In each camera installation (front, back or side view), the same vehicles are in near and far field of the camera at different times. Thus application results (percentage of public vs. private transport or catching trucks if they ply outside their allotted hour) will not change if computations are restricted to the near field of the camera where object detection accuracy is high. This will reduce annotation overhead (not mark anything away by a certain distance from the camera) during training and increase accuracy (focused only in the near field of the camera) during inference.

In summary, multi-class object detection for non-laned heterogeneous traffic on Delhi-NCR roads is fairly accurate (65-75% MAP according to Figure 15. This inference accuracy can be improved by better choice of labels to reduce intra-class variations, increasing training samples for each class and restricting computations within the near field of the camera (this last step increases recall to above 95% as seen in Figure 18(b)). Focusing computations to the near field of the camera also reduces object annotation overhead of far-away objects. Manual annotation overhead can be further reduced if camera hardware and installation directions and angles are standardized across all deployments, to remove the need of installation specific CNN model fine-tuning.

6. Embedded CNN inference

The training and evaluation of the CNN based object detection models in Section 5 were done on a GPU server. For an on-road deployment of such a system, relying on fiber for transferring video from the road to the remote GPU server will be difficult in developing regions, as broadband connectivity across different road intersections might vary. Also, good cellular connectivity will incur recurring costs.

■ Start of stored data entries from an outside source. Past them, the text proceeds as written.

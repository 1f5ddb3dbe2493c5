//! Domain event system — decoupled progress reporting for crew runs.
//!
//! The executor publishes events as tasks start and finish. The CLI and the
//! gateway can subscribe to report progress without the engine knowing who
//! is listening.

use chrono::{DateTime, Utc};
use serde::{Deserialize, Serialize};
use std::sync::Arc;
use tokio::sync::broadcast;

use crate::crew::TaskId;

/// All domain events in the system.
#[derive(Debug, Clone, Serialize, Deserialize)]
pub enum DomainEvent {
    /// A task was handed to its agent
    TaskStarted {
        task: TaskId,
        agent_role: String,
        context_tasks: usize,
        timestamp: DateTime<Utc>,
    },

    /// The model answered a request made on behalf of a task
    ResponseGenerated {
        task: TaskId,
        model: String,
        tokens_used: u32,
        timestamp: DateTime<Utc>,
    },

    /// A tool was executed
    ToolExecuted {
        tool_name: String,
        success: bool,
        duration_ms: u64,
        timestamp: DateTime<Utc>,
    },

    /// A task produced its final answer
    TaskCompleted {
        task: TaskId,
        iterations: u32,
        output_chars: usize,
        timestamp: DateTime<Utc>,
    },

    /// An error occurred
    ErrorOccurred {
        context: String,
        error_message: String,
        timestamp: DateTime<Utc>,
    },
}

/// A broadcast-based event bus for domain events.
///
/// Uses `tokio::sync::broadcast` for multi-consumer pub/sub.
pub struct EventBus {
    sender: broadcast::Sender<Arc<DomainEvent>>,
}

impl EventBus {
    /// Create a new event bus with the given capacity.
    pub fn new(capacity: usize) -> Self {
        let (sender, _) = broadcast::channel(capacity);
        Self { sender }
    }

    /// Publish an event to all subscribers.
    pub fn publish(&self, event: DomainEvent) {
        // No subscribers is fine.
        let _ = self.sender.send(Arc::new(event));
    }

    /// Subscribe to receive events.
    pub fn subscribe(&self) -> broadcast::Receiver<Arc<DomainEvent>> {
        self.sender.subscribe()
    }
}

impl Default for EventBus {
    fn default() -> Self {
        Self::new(256)
    }
}

#[cfg(test)]
mod tests {
    use super::*;

    #[tokio::test]
    async fn event_bus_publish_subscribe() {
        let bus = EventBus::new(16);
        let mut rx = bus.subscribe();

        bus.publish(DomainEvent::TaskStarted {
            task: TaskId::SkillsMatching,
            agent_role: "Skills Analysis and Matching Expert".into(),
            context_tasks: 1,
            timestamp: Utc::now(),
        });

        let event = rx.recv().await.unwrap();
        match event.as_ref() {
            DomainEvent::TaskStarted { task, context_tasks, .. } => {
                assert_eq!(*task, TaskId::SkillsMatching);
                assert_eq!(*context_tasks, 1);
            }
            _ => panic!("Expected TaskStarted event"),
        }
    }

    #[test]
    fn event_bus_no_subscribers_doesnt_panic() {
        let bus = EventBus::new(16);
        bus.publish(DomainEvent::ErrorOccurred {
            context: "test".into(),
            error_message: "no subscribers".into(),
            timestamp: Utc::now(),
        });
    }
}
//! Progress output from crew events.

use jobcrew_core::event::{DomainEvent, EventBus};
use tokio::sync::broadcast::error::RecvError;
use tokio::task::JoinHandle;

/// Render an event as a progress line. Per-response token counts are skipped.
pub(crate) fn describe(event: &DomainEvent) -> Option<String> {
    match event {
        DomainEvent::TaskStarted {
            task,
            agent_role,
            context_tasks,
            ..
        } => Some(if *context_tasks == 0 {
            format!("▶ {task}: {agent_role}")
        } else {
            format!("▶ {task}: {agent_role} (using {context_tasks} earlier result(s))")
        }),
        DomainEvent::ToolExecuted {
            tool_name,
            success,
            duration_ms,
            ..
        } => {
            let status = if *success { "ok" } else { "failed" };
            Some(format!("  🔧 {tool_name} {status} in {duration_ms}ms"))
        }
        DomainEvent::TaskCompleted {
            task, iterations, ..
        } => Some(format!("✅ {task} finished after {iterations} LLM call(s)")),
        DomainEvent::ErrorOccurred {
            context,
            error_message,
            ..
        } => Some(format!("❌ {context}: {error_message}")),
        DomainEvent::ResponseGenerated { .. } => None,
    }
}

/// Feed every progress line to `sink` until the bus is dropped.
pub(crate) fn spawn(events: &EventBus, sink: fn(&str)) -> JoinHandle<()> {
    let mut rx = events.subscribe();
    tokio::spawn(async move {
        loop {
            match rx.recv().await {
                Ok(event) => {
                    if let Some(line) = describe(&event) {
                        sink(&line);
                    }
                }
                Err(RecvError::Lagged(_)) => continue,
                Err(RecvError::Closed) => break,
            }
        }
    })
}

#[cfg(test)]
mod tests {
    use super::*;
    use chrono::Utc;
    use jobcrew_core::TaskId;
    use std::sync::{Arc, Mutex};

    static LINES: Mutex<Vec<String>> = Mutex::new(Vec::new());

    #[test]
    fn started_task_mentions_its_context() {
        let line = describe(&DomainEvent::TaskStarted {
            task: TaskId::OpportunityCuration,
            agent_role: "Job Opportunity Curator".into(),
            context_tasks: 2,
            timestamp: Utc::now(),
        })
        .unwrap();
        assert_eq!(
            line,
            "▶ opportunity_curation: Job Opportunity Curator (using 2 earlier result(s))"
        );
    }

    #[test]
    fn token_usage_is_not_printed() {
        let event = DomainEvent::ResponseGenerated {
            task: TaskId::MarketResearch,
            model: "gpt-4o-mini".into(),
            tokens_used: 42,
            timestamp: Utc::now(),
        };
        assert!(describe(&event).is_none());
    }

    #[tokio::test]
    async fn printer_drains_events_then_stops_when_bus_drops() {
        let bus = Arc::new(EventBus::default());
        let handle = spawn(&bus, |line| LINES.lock().unwrap().push(line.to_string()));

        bus.publish(DomainEvent::ToolExecuted {
            tool_name: "web_search".into(),
            success: false,
            duration_ms: 12,
            timestamp: Utc::now(),
        });
        bus.publish(DomainEvent::TaskCompleted {
            task: TaskId::MarketResearch,
            iterations: 2,
            output_chars: 100,
            timestamp: Utc::now(),
        });
        drop(bus);

        tokio::time::timeout(std::time::Duration::from_secs(5), handle)
            .await
            .expect("printer did not stop")
            .unwrap();
        let lines = LINES.lock().unwrap();
        assert_eq!(
            *lines,
            vec![
                "  🔧 web_search failed in 12ms".to_string(),
                "✅ market_research finished after 2 LLM call(s)".to_string(),
            ]
        );
    }
}
//! The three agent personas.
//!
//! Static templates: the same text every run, no state between runs.
//! None of the agents may delegate.

use jobcrew_core::AgentProfile;
use jobcrew_tools::WEB_SEARCH;

/// Researches job markets; the only agent with web search.
pub fn job_market_researcher() -> AgentProfile {
    AgentProfile {
        role: "Job Market Research Specialist".into(),
        goal: "Search and analyze job markets to find the best opportunities matching user \
               requirements and preferences"
            .into(),
        backstory: "You are an expert job market researcher with deep knowledge of employment \
                    trends, salary ranges, and job availability across different industries and \
                    locations. You excel at finding hidden job opportunities and understanding \
                    what employers are looking for. Your research helps job seekers find the \
                    perfect matches for their skills and career goals."
            .into(),
        tools: vec![WEB_SEARCH.into()],
        allow_delegation: false,
        verbose: true,
    }
}

/// Matches the seeker's skills against what the market asks for.
pub fn skills_analyzer() -> AgentProfile {
    AgentProfile {
        role: "Skills Analysis and Matching Expert".into(),
        goal: "Analyze user skills, experience, and preferences to identify the best job \
               matches and career opportunities"
            .into(),
        backstory: "You are a career counselor and skills assessment expert with over 10 years \
                    of experience in talent matching and career development. You understand how \
                    to evaluate a person's skills, experience, and career goals to find the most \
                    suitable job opportunities. You can identify transferable skills and suggest \
                    career paths that align with personal and professional aspirations."
            .into(),
        tools: vec![],
        allow_delegation: false,
        verbose: true,
    }
}

/// Curates and presents the final list of opportunities.
pub fn opportunity_curator() -> AgentProfile {
    AgentProfile {
        role: "Job Opportunity Curator".into(),
        goal: "Curate and present the best job opportunities with detailed insights and \
               application strategies"
            .into(),
        backstory: "You are a professional career advisor and job search strategist who \
                    specializes in helping job seekers find their ideal positions. You have \
                    extensive experience in reviewing job listings, understanding company \
                    cultures, and providing actionable advice for job applications. You present \
                    opportunities in a clear, organized manner with strategic insights for each \
                    position."
            .into(),
        tools: vec![],
        allow_delegation: false,
        verbose: true,
    }
}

This motivates us to explore the possibility of in-situ computer vision on embedded platforms. If using pre-trained CNN models (trained on GPU servers), state of the art CNN based object detectors can run their inference stage on embedded platforms co-located with the camera infrastructure on the roads, then only the counts per object class can be sent to the remote server for further analysis. The raw video streams need not be transmitted. We evaluate the cost, support for CNN software framework, latency and energy of multiple off-the-shelf embedded platforms in this section, for different CNN based object detection inference tasks.

6.1. Embedded Platforms

Table 2 lists the embedded platforms used in our evaluations. The first platform, NVIDIA Jetson TX2 is the most powerful embedded platform available in the market with impressive CPU and GPU support, and significant memory size. Its cost however is 10-24 times that of the other two platforms evaluated. The second platform, Raspberry PI has powerful CPU cores and moderate memory size, at a very affordable price. The third platform, Intel Movidius Neural Compute Stick is an USB stick offered by Intel, which has specialized hardware called the Vision Processing Unit (VPU). Different computations necessary in vision tasks, like convolution operations in CNN, are implemented in hardware in this VPU. This hardware accelerator stick can be plugged into the USB port of a Raspberry PI, to create an embedded platform with boosted computer vision performance. Both Jetson TX2 and Raspberry PI run Linux based operating system like Ubuntu, on which different CNN software frameworks can be installed to run the object detection inferences given a trained model. We will refer to these three embedded platforms as jetson, raspi and movi respectively in subsequent discussion.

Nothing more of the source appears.